Economic Development Overview with Jonathan Morgan (Feb. 6)

The first pure session at the NLC event this past weekend dealt with an overview and some basics about community economic development.  The goals of economic development, particularly that with tax payer support include:

  • (Good) Job creation
  • Private investment
  • Tax base expansion
  • Wealth creation
  • Higher Quality of Life
  • Higher Standard of Living

Believe me there are a ton of bad ways to do economic development.  The worst is what is sometimes referred to as “Elephant Hunting.”  This is where you throw every incentive and subsidy available to land some big new plant that will create some huge number of jobs.  It is far more effective and sustainable to grow existing companies and industries.

Different types of companies require different items.  Big manufactures surveyed wanted low labor costs, low energy costs, low taxes and incentives.  We can have low labor costs by having uneducated and disorganized workers.  We can have low energy costs by ignoring the environment.  We can have low taxes by ignoring quality of life and public safety.  No thank you to all of these…

Other types of surveyed businesses that require skill people that can choose where they wanted to live had a different list of what was important.

  1. Low Crime Rate (79%)
  2. Healthcare Facilities (68.4)
  3. Housing Availability (62.4)
  4. Housing Costs (61.5)
  5. Ratings of Public Schools (61.4)
  6. Climate (55.0)
  7. Recreational opportunities (52.7)
  8. Colleges and universities (50.7)
  9. Cultural opportunities (46.0)

Wow, consider Rochester we are among the best in the country with numbers 1, 2, 3, 4.  We are very good at numbers 5, 7, 8, and 9.  OK we suck at number 6…  Notice that these types of firms didn’t prioritize taxes and incentives…

We also discussed 5 strategies.

  1. Business recruitment
  2. Business retention
  3. Business creation
  4. Creativity and talent cultivation
  5. Place-making

#1 just isn’t the best use of resources for rochester.  We do a pretty good job at 2 and 3.  We are getting better at working with a creative class #4.

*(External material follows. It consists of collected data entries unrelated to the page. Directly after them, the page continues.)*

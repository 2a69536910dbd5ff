// SPDX-License-Identifier: BUSL-1.1
// Copyright (c) 2026 Alfred Jean LLC

//! Segmented byte queue for the transport adapters.
//!
//! `append` stores each chunk by reference; `consume` and `take_line`
//! splice across chunks as needed. A resumable newline cursor makes
//! repeated "line present?" probes O(new bytes), not O(buffered bytes).

use bytes::{Bytes, BytesMut};
use std::collections::VecDeque;

#[derive(Default)]
pub struct ChunkBuffer {
    segs: VecDeque<Bytes>,
    len: usize,
    /// Bytes from the front already scanned for a newline without finding
    /// one. Reset whenever a line is taken or those bytes are consumed.
    scanned: usize,
}

impl ChunkBuffer {
    pub fn new() -> Self {
        Self::default()
    }

    /// Queue one chunk without copying it.
    pub fn append(&mut self, chunk: Bytes) {
        if chunk.is_empty() {
            return;
        }
        self.len += chunk.len();
        self.segs.push_back(chunk);
    }

    pub fn len(&self) -> usize {
        self.len
    }

    pub fn is_empty(&self) -> bool {
        self.len == 0
    }

    /// Remove and return exactly `n` buffered bytes. Callers check `len`
    /// first; asking for more than is buffered returns what is there.
    pub fn consume(&mut self, n: usize) -> Bytes {
        let n = n.min(self.len);
        self.scanned = self.scanned.saturating_sub(n);
        self.len -= n;

        match self.segs.front_mut() {
            Some(first) if first.len() >= n => {
                let out = first.split_to(n);
                if first.is_empty() {
                    self.segs.pop_front();
                }
                return out;
            }
            _ => {}
        }

        // Spliced across segments.
        let mut out = BytesMut::with_capacity(n);
        let mut remaining = n;
        while remaining > 0 {
            let Some(mut seg) = self.segs.pop_front() else { break };
            if seg.len() <= remaining {
                remaining -= seg.len();
                out.extend_from_slice(&seg);
            } else {
                out.extend_from_slice(&seg.split_to(remaining));
                remaining = 0;
                self.segs.push_front(seg);
            }
        }
        out.freeze()
    }

    /// Drain everything buffered as one chunk.
    pub fn consume_all(&mut self) -> Bytes {
        let len = self.len;
        self.consume(len)
    }

    /// Return one complete line if a newline is buffered, with the
    /// terminator (CRLF or bare LF) stripped.
    pub fn take_line(&mut self) -> Option<Bytes> {
        let pos = self.find_newline()?;
        let mut line = self.consume(pos + 1);
        // Strip LF, then an optional preceding CR.
        line.truncate(line.len() - 1);
        if line.last() == Some(&b'\r') {
            line.truncate(line.len() - 1);
        }
        Some(line)
    }

    /// First unscanned byte onward is searched; scanned prefix is skipped.
    fn find_newline(&mut self) -> Option<usize> {
        let mut offset = 0;
        for seg in &self.segs {
            if offset + seg.len() <= self.scanned {
                offset += seg.len();
                continue;
            }
            let start = self.scanned.saturating_sub(offset);
            if let Some(pos) = seg[start..].iter().position(|&b| b == b'\n') {
                return Some(offset + start + pos);
            }
            offset += seg.len();
        }
        self.scanned = self.len;
        None
    }
}

#[cfg(test)]
#[path = "chunk_tests.rs"]
mod tests;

Place making is what the future of Rochester is all about.  We need to be the place to me for medical / and tech firms.  We need a great downtown, greater historic preservation, and a continuation of our medical tourism industry.  We need to find a way to keep and even attract retirees.  Most importantly we need great arts and culture and a high quality of life.  This is what will keep Rochester, not a low tax / low pay race to the bottom.

One of the key discussion items is how little incentives really matter.  Companies that rely on talent will look a many items and by the time they are asking for incentives, they already know they want to be in your community.  Incentives are a sweetener, but they will not make a bad place attractive.  Lesson is we need to spend money on make this as great of a city as we can and focus less on the incentives.